(Saved data entries)

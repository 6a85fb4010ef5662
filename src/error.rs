//! Error types for the pdfoutline library.

use std::io;
use std::time::Duration;
use thiserror::Error;

/// Result type alias for pdfoutline operations.
pub type Result<T> = std::result::Result<T, Error>;

/// Error types that can occur while analysing and ranking documents.
#[derive(Error, Debug)]
pub enum Error {
    /// I/O error when reading or writing files.
    #[error("I/O error: {0}")]
    Io(#[from] io::Error),

    /// The file format is not recognized as PDF.
    #[error("Unknown file format: not a valid PDF")]
    UnknownFormat,

    /// The PDF version is not supported.
    #[error("Unsupported PDF version: {0}")]
    UnsupportedVersion(String),

    /// Error parsing PDF structure or a page content stream.
    #[error("PDF parsing error: {0}")]
    PdfParse(String),

    /// The PDF document is encrypted.
    #[error("Document is encrypted")]
    Encrypted,

    /// Page index is out of range.
    #[error("Page {0} is out of range (document has {1} pages)")]
    PageOutOfRange(usize, usize),

    /// The request descriptor could not be parsed.
    #[error("Malformed request: {0}")]
    Request(#[from] serde_json::Error),

    /// The embedding collaborator failed.
    #[error("Embedding failed: {0}")]
    Embedding(String),

    /// A document did not finish within its time budget.
    #[error("Document '{0}' exceeded its time budget of {1:?}")]
    Timeout(String, Duration),

    /// Error during JSON rendering.
    #[error("Rendering error: {0}")]
    Render(String),

    /// Generic error with message.
    #[error("{0}")]
    Other(String),
}

impl From<lopdf::Error> for Error {
    fn from(err: lopdf::Error) -> Self {
        match err {
            lopdf::Error::IO(e) => Error::Io(e),
            lopdf::Error::Decryption(_) => Error::Encrypted,
            _ => Error::PdfParse(err.to_string()),
        }
    }
}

### Assignment
Wherever "types" appears in a line of the entries, copy that line.

### Solution below
//! Error types for the pdfoutline library.
/// Error types that can occur while analysing and ranking documents.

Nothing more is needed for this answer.